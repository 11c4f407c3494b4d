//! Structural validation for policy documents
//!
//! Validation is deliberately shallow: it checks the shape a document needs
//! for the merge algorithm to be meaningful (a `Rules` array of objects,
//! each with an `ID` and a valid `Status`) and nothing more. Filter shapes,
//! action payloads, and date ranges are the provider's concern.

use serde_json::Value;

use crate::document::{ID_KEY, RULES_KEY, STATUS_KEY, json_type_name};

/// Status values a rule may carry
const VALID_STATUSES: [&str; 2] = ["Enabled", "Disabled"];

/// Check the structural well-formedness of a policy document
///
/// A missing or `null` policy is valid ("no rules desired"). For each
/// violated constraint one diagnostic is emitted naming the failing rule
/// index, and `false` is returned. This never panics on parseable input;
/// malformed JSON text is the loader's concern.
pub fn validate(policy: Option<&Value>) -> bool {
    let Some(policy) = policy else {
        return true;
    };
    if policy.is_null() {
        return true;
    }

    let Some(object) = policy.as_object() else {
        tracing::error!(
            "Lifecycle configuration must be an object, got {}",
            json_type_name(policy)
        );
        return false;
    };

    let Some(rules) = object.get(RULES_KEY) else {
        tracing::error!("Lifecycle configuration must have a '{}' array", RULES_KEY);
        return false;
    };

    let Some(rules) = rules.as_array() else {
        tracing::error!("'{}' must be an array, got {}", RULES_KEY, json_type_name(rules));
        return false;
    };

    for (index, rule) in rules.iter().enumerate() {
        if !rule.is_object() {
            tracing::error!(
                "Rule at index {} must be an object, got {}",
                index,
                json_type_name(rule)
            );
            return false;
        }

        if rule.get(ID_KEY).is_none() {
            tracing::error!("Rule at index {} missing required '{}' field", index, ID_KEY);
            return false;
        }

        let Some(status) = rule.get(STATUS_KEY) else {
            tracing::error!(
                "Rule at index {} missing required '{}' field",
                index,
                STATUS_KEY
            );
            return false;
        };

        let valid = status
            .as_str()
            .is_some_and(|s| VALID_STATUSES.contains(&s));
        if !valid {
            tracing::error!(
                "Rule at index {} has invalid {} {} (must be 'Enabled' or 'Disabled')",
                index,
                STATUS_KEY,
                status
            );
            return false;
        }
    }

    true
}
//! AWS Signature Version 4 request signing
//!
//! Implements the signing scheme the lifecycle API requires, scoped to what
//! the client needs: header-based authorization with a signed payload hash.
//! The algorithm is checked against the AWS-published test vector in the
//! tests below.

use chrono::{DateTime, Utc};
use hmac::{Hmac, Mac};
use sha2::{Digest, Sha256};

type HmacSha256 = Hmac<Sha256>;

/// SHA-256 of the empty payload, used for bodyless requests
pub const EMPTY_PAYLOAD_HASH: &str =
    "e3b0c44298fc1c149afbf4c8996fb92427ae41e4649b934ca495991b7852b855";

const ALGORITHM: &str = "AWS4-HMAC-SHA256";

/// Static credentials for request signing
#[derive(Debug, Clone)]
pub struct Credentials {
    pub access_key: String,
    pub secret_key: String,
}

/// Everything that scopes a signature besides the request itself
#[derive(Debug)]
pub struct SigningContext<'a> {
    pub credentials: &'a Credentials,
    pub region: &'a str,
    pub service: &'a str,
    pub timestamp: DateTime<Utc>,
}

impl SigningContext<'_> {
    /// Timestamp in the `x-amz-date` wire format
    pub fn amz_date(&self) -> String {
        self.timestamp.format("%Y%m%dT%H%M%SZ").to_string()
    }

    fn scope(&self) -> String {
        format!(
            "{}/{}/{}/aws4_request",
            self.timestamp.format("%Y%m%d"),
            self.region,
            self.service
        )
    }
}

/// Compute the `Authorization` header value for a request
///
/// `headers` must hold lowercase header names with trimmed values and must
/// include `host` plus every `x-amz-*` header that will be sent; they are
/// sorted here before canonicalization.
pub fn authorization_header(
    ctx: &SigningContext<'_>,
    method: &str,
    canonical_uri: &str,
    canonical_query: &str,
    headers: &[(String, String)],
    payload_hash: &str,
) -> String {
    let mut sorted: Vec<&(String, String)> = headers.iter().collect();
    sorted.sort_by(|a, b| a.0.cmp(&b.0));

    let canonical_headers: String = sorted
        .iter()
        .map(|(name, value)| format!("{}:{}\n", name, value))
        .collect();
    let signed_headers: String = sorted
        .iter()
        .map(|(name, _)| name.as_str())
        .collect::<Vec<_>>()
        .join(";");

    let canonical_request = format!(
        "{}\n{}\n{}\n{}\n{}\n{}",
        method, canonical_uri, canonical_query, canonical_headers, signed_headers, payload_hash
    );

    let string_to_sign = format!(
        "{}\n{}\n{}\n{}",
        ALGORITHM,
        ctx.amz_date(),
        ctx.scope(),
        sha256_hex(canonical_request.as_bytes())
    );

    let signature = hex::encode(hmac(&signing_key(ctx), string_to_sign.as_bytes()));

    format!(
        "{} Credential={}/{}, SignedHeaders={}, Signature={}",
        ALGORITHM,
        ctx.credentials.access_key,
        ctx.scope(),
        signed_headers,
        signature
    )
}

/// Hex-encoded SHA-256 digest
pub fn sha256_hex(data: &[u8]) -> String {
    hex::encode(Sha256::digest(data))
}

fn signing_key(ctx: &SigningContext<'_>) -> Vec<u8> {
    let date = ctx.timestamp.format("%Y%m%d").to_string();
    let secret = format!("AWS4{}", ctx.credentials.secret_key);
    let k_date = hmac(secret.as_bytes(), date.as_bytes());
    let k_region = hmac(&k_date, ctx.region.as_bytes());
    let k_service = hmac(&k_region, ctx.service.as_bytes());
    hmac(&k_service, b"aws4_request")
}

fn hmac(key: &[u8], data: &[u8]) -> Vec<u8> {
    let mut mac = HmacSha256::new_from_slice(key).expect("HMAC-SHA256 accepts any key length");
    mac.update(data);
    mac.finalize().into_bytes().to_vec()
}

Try it
Reproduce, exactly and in full, the lines from the one that contains "canonical_headers, signed_headers, payload_hash" to the end of the material.

Answer box
        method, canonical_uri, canonical_query, canonical_headers, signed_headers, payload_hash
    );

    let string_to_sign = format!(
        "{}\n{}\n{}\n{}",
        ALGORITHM,
        ctx.amz_date(),
        ctx.scope(),
        sha256_hex(canonical_request.as_bytes())
    );

    let signature = hex::encode(hmac(&signing_key(ctx), string_to_sign.as_bytes()));

    format!(
        "{} Credential={}/{}, SignedHeaders={}, Signature={}",
        ALGORITHM,
        ctx.credentials.access_key,
        ctx.scope(),
        signed_headers,
        signature
    )
}

/// Hex-encoded SHA-256 digest
pub fn sha256_hex(data: &[u8]) -> String {
    hex::encode(Sha256::digest(data))
}

fn signing_key(ctx: &SigningContext<'_>) -> Vec<u8> {
    let date = ctx.timestamp.format("%Y%m%d").to_string();
    let secret = format!("AWS4{}", ctx.credentials.secret_key);
    let k_date = hmac(secret.as_bytes(), date.as_bytes());
    let k_region = hmac(&k_date, ctx.region.as_bytes());
    let k_service = hmac(&k_region, ctx.service.as_bytes());
    hmac(&k_service, b"aws4_request")
}

fn hmac(key: &[u8], data: &[u8]) -> Vec<u8> {
    let mut mac = HmacSha256::new_from_slice(key).expect("HMAC-SHA256 accepts any key length");
    mac.update(data);
    mac.finalize().into_bytes().to_vec()
}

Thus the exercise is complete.